Serie C – Altri guai in vista?

di Redazione |14.7.2018 |19.02

Arzachena, Cuneo, Juve Stabia, Lucchese, Matera, Pro Piacenza, Reggina, Rende, Siracusa, Teramo. Queste sono le società a rischio iscrizione in Serie C.

Sembra infatti che le fideiussioni presentate da questi club, siano state garantite da una società di intermediazione finanziaria, la Finworld Spa, a cui la Banca d’Italia ha negato l’iscrizione all’albo unico. A questo punto anche le fideiussione presentate da queste 10 squadre dovrebbero non essere regolari. I club adesso sperano di poter presentare una garanzia alternativa per poter procedere all’iscrizione al campionato.

In chiara sostanza si è ripetuto lo stesso inghippo dello scorso anno conclusosi con la presentazione di una fidejussione suppletiva.

Pronto il comunicato stampa dell’Urbs Reggina che smentisce categoricamente di essere parte in causa.

La società Urbs Reggina 1914 comunica quanto segue:
entro il termine del 30 giugno 2018, la Urbs Reggina 1914 ha presentato regolarmente agli uffici preposti la documentazione completa per l’iscrizione al campionato di serie C 2018/2019 e da essi è stata validata.

Alla data del 30 giugno 2018 il soggetto che ha emesso la fideiussione presentata dal Club risultava regolarmente iscritto all’albo di competenza ed operava con piena legittimità.

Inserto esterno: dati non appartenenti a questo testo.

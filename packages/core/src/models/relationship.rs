//! Object Relationship - directed, typed edge between two objects
//!
//! Edges are independent rows owned by neither endpoint. Soft-deleting an
//! endpoint deactivates its edges in the same transaction; a physical delete
//! (which the kernel itself never issues) cascades through the foreign keys.
//! Navigation is one hop only.

use chrono::{DateTime, Utc};
use serde::{Deserialize, Serialize};
use thiserror::Error;
use uuid::Uuid;

use crate::models::ActorContext;

#[derive(Error, Debug)]
pub enum RelationshipError {
    #[error("Unknown cardinality: {0}")]
    UnknownCardinality(String),

    #[error("Relationship strength must be within 0.0..=1.0, got {0}")]
    StrengthOutOfRange(f64),

    #[error("Missing required field: {0}")]
    MissingField(String),
}

/// Declared multiplicity of an edge. Informational - not enforced by the store.
#[derive(Debug, Clone, Copy, PartialEq, Eq, Serialize, Deserialize)]
pub enum Cardinality {
    #[serde(rename = "1:1")]
    OneToOne,
    #[serde(rename = "1:N")]
    OneToMany,
    #[serde(rename = "N:N")]
    ManyToMany,
}

impl Cardinality {
    pub fn as_str(&self) -> &'static str {
        match self {
            Cardinality::OneToOne => "1:1",
            Cardinality::OneToMany => "1:N",
            Cardinality::ManyToMany => "N:N",
        }
    }

    pub fn parse(s: &str) -> Result<Self, RelationshipError> {
        match s {
            "1:1" => Ok(Cardinality::OneToOne),
            "1:N" => Ok(Cardinality::OneToMany),
            "N:N" => Ok(Cardinality::ManyToMany),
            other => Err(RelationshipError::UnknownCardinality(other.to_string())),
        }
    }
}

/// A directed, typed edge `(source) -[rel_type]-> (target)`.
///
/// `(source_id, target_id, rel_type)` is unique. When `bidirectional` is set
/// without an `inverse_type`, no second row is synthesized - navigation is
/// symmetric at query level instead.
#[derive(Debug, Clone, PartialEq, Serialize, Deserialize)]
#[serde(rename_all = "camelCase")]
pub struct ObjectRelationship {
    pub id: Uuid,

    pub source_id: Uuid,

    pub target_id: Uuid,

    pub rel_type: String,

    pub cardinality: Cardinality,

    pub bidirectional: bool,

    #[serde(skip_serializing_if = "Option::is_none")]
    pub inverse_type: Option<String>,

    /// Edge weight in 0.0..=1.0
    pub strength: f64,

    pub display_order: i64,

    pub metadata: serde_json::Value,

    pub active: bool,

    pub created_at: DateTime<Utc>,

    pub created_by: String,

    pub modified_at: DateTime<Utc>,

    pub modified_by: String,
}

impl ObjectRelationship {
    pub fn new(
        source_id: Uuid,
        target_id: Uuid,
        rel_type: String,
        cardinality: Cardinality,
        actor: &ActorContext,
    ) -> Self {
        let now = Utc::now();
        Self {
            id: Uuid::new_v4(),
            source_id,
            target_id,
            rel_type,
            cardinality,
            bidirectional: false,
            inverse_type: None,
            strength: 1.0,
            display_order: 0,
            metadata: serde_json::json!({}),
            active: true,
            created_at: now,
            created_by: actor.user.clone(),
            modified_at: now,
            modified_by: actor.user.clone(),
        }
    }

    /// Presence and range checks
    pub fn validate(&self) -> Result<(), RelationshipError> {
        if self.rel_type.trim().is_empty() {
            return Err(RelationshipError::MissingField("rel_type".to_string()));
        }
        if !(0.0..=1.0).contains(&self.strength) {
            return Err(RelationshipError::StrengthOutOfRange(self.strength));
        }
        Ok(())
    }
}
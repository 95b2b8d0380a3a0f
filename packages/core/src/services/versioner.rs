//! Versioner - builds the history row for each mutation
//!
//! Records what it is given and performs no business checks. The version
//! number always equals the object's post-mutation `version`; the image and
//! diff conventions per change type are documented on
//! [`crate::models::ObjectVersion`].

use crate::diff;
use crate::models::{ActorContext, ChangeType, ObjectRecord, ObjectVersion};
use serde_json::Value;

/// Stateless history-row factory
#[derive(Debug, Clone, Copy, Default)]
pub struct Versioner;

impl Versioner {
    pub fn new() -> Self {
        Self
    }

    /// CREATE row: no pre-image, no diff
    pub fn for_create(&self, record: &ObjectRecord, actor: &ActorContext) -> ObjectVersion {
        let mut version = ObjectVersion::stamped(record.id, record.version, ChangeType::Create, actor);
        version.current_data = Some(record.data.clone());
        version
    }

    /// UPDATE row: diff computed against the pre-image
    pub fn for_update(
        &self,
        previous_data: &Value,
        record: &ObjectRecord,
        actor: &ActorContext,
        reason: Option<String>,
    ) -> ObjectVersion {
        let mut version = ObjectVersion::stamped(record.id, record.version, ChangeType::Update, actor);
        version.previous_data = Some(previous_data.clone());
        version.current_data = Some(record.data.clone());
        version.diff = diff::diff(previous_data, &record.data).map(|d| d.to_value());
        version.change_reason = reason;
        version
    }

    /// DELETE row: pre-image kept, current image null
    pub fn for_delete(
        &self,
        previous_data: &Value,
        record: &ObjectRecord,
        actor: &ActorContext,
        reason: Option<String>,
    ) -> ObjectVersion {
        let mut version = ObjectVersion::stamped(record.id, record.version, ChangeType::Delete, actor);
        version.previous_data = Some(previous_data.clone());
        version.change_reason = reason;
        version
    }

    /// RESTORE row: both images captured
    pub fn for_restore(&self, record: &ObjectRecord, actor: &ActorContext) -> ObjectVersion {
        let mut version = ObjectVersion::stamped(record.id, record.version, ChangeType::Restore, actor);
        version.previous_data = Some(record.data.clone());
        version.current_data = Some(record.data.clone());
        version
    }

    /// STATUS_CHANGE row: data unchanged, the reason carries the transition
    pub fn for_status_change(
        &self,
        record: &ObjectRecord,
        transition: String,
        actor: &ActorContext,
    ) -> ObjectVersion {
        let mut version =
            ObjectVersion::stamped(record.id, record.version, ChangeType::StatusChange, actor);
        version.previous_data = Some(record.data.clone());
        version.current_data = Some(record.data.clone());
        version.change_reason = Some(transition);
        version
    }
}

#[cfg(test)]
mod tests {
    use super::*;
    use serde_json::json;
    use uuid::Uuid;

    fn record(data: Value, version: i64) -> ObjectRecord {
        let mut r = ObjectRecord::new(
            Uuid::new_v4(),
            "CAND".to_string(),
            "C-1".to_string(),
            "Candidate".to_string(),
            data,
            &ActorContext::user("t"),
        );
        r.version = version;
        r
    }

    #[test]
    fn create_row_has_no_pre_image() {
        let r = record(json!({"a": 1}), 1);
        let v = Versioner::new().for_create(&r, &ActorContext::user("t"));

        assert_eq!(v.version_number, 1);
        assert_eq!(v.change_type, ChangeType::Create);
        assert!(v.previous_data.is_none());
        assert_eq!(v.current_data, Some(json!({"a": 1})));
        assert!(v.diff.is_none());
    }

    #[test]
    fn update_row_records_the_structural_diff() {
        let r = record(json!({"a": 1, "b": 3, "c": 4}), 2);
        let v = Versioner::new().for_update(
            &json!({"a": 1, "b": 2}),
            &r,
            &ActorContext::user("t"),
            None,
        );

        assert_eq!(v.version_number, 2);
        assert_eq!(
            v.diff,
            Some(json!({
                "modified": {"b": {"old": 2, "new": 3}},
                "added": {"c": 4}
            }))
        );
    }

    #[test]
    fn identical_update_has_null_diff() {
        let r = record(json!({"a": 1}), 3);
        let v = Versioner::new().for_update(&json!({"a": 1}), &r, &ActorContext::user("t"), None);

        assert!(v.diff.is_none());
        assert_eq!(v.previous_data, v.current_data);
    }

    #[test]
    fn delete_row_nulls_the_current_image() {
        let r = record(json!({"a": 1}), 2);
        let v = Versioner::new().for_delete(
            &json!({"a": 1}),
            &r,
            &ActorContext::user("t"),
            Some("cleanup".to_string()),
        );

        assert_eq!(v.change_type, ChangeType::Delete);
        assert_eq!(v.previous_data, Some(json!({"a": 1})));
        assert!(v.current_data.is_none());
        assert_eq!(v.change_reason.as_deref(), Some("cleanup"));
    }

    #[test]
    fn status_change_row_keeps_data_and_carries_the_transition() {
        let r = record(json!({"a": 1}), 4);
        let v = Versioner::new().for_status_change(
            &r,
            "ACTIVE -> INACTIVE".to_string(),
            &ActorContext::user("t"),
        );

        assert_eq!(v.change_type, ChangeType::StatusChange);
        assert_eq!(v.previous_data, v.current_data);
        assert_eq!(v.change_reason.as_deref(), Some("ACTIVE -> INACTIVE"));
    }
}
//! TursoStore - ObjectStore implementation for the libsql backend
//!
//! This module implements the [`ObjectStore`] trait over libsql, handling the
//! SQL, the `libsql::Row` -> model conversions, and the transactional
//! mutation unit.
//!
//! # Design
//!
//! - One connection per operation via `DatabaseService::connect_with_timeout`,
//!   so a dropped future never leaves a transaction open on a shared handle
//! - Explicit `BEGIN IMMEDIATE` / `COMMIT` / `ROLLBACK` around every
//!   multi-statement write; commit is the final await of the unit
//! - Timestamps are stored as RFC 3339 text with millisecond resolution,
//!   which also makes `created_at` ordering lexicographic
//! - Unique-constraint failures on the objects business key are mapped to
//!   [`DatabaseError::DuplicateCode`]; the optimistic version guard maps a
//!   zero-row update to [`DatabaseError::VersionConflict`]

use crate::db::database::DatabaseService;
use crate::db::error::DatabaseError;
use crate::db::store::{MutationUnit, ObjectStore, ObjectWrite, OutboxStats};
use crate::models::{
    Cardinality, ChangeType, MetadataEntry, ObjectRecord, ObjectRelationship, ObjectStatus,
    ObjectVersion, OutboxEntry, OutboxStatus, Page, PageRequest,
};
use async_trait::async_trait;
use chrono::{DateTime, NaiveDateTime, SecondsFormat, Utc};
use libsql::Row;
use serde_json::Value;
use std::sync::Arc;
use uuid::Uuid;

/// libsql-backed store
pub struct TursoStore {
    db: Arc<DatabaseService>,
}

const OBJECT_COLUMNS: &str = "id, tenant_id, type_code, code, name, data, status, version, \
     deleted, deleted_at, deleted_by, created_at, created_by, modified_at, modified_by, metadata";

const VERSION_COLUMNS: &str = "id, object_id, version_number, change_type, previous_data, \
     current_data, diff, changed_by, ip, user_agent, change_reason, created_at";

const RELATIONSHIP_COLUMNS: &str = "id, source_id, target_id, rel_type, cardinality, \
     bidirectional, inverse_type, strength, display_order, metadata, active, created_at, \
     created_by, modified_at, modified_by";

const OUTBOX_COLUMNS: &str = "id, aggregate_id, aggregate_type, event_type, payload, status, \
     retry_count, max_retries, error_message, published_at, topic, \"partition\", \"offset\", \
     next_retry_at, idempotency_key, created_at";

const METADATA_COLUMNS: &str =
    "id, type_code, descriptor, synced_at, stale, ttl_minutes, usage_count, last_accessed_at";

Sabato 14 luglio 2018 alle ore 07:22 la Lega Italiana Calcio Professionistico ci comunica, che il Consiglio di stato aveva appena sospeso l’iscrizione del soggetto emittente dall’apposito albo. Inoltre la Lega ci comunicava che la FIGC ha rappresentato che “sono in corso approfondimenti con l’ente di vigilanza” al fine di conoscere gli effetti retroattivi rispetto alla pronuncia del consiglio di stato del 11/07/2018.

A conferma dell’assoluta regolarità e completezza di tutta la documentazione presentata, in data 12 luglio 2018 la Urbs Reggina 1914 ha ricevuto conferma ufficiale della concessione relativa alla licenza nazionale “nel rispetto dei criteri legali ed economico finanziari”, rispettando tutti gli adempimenti previsti.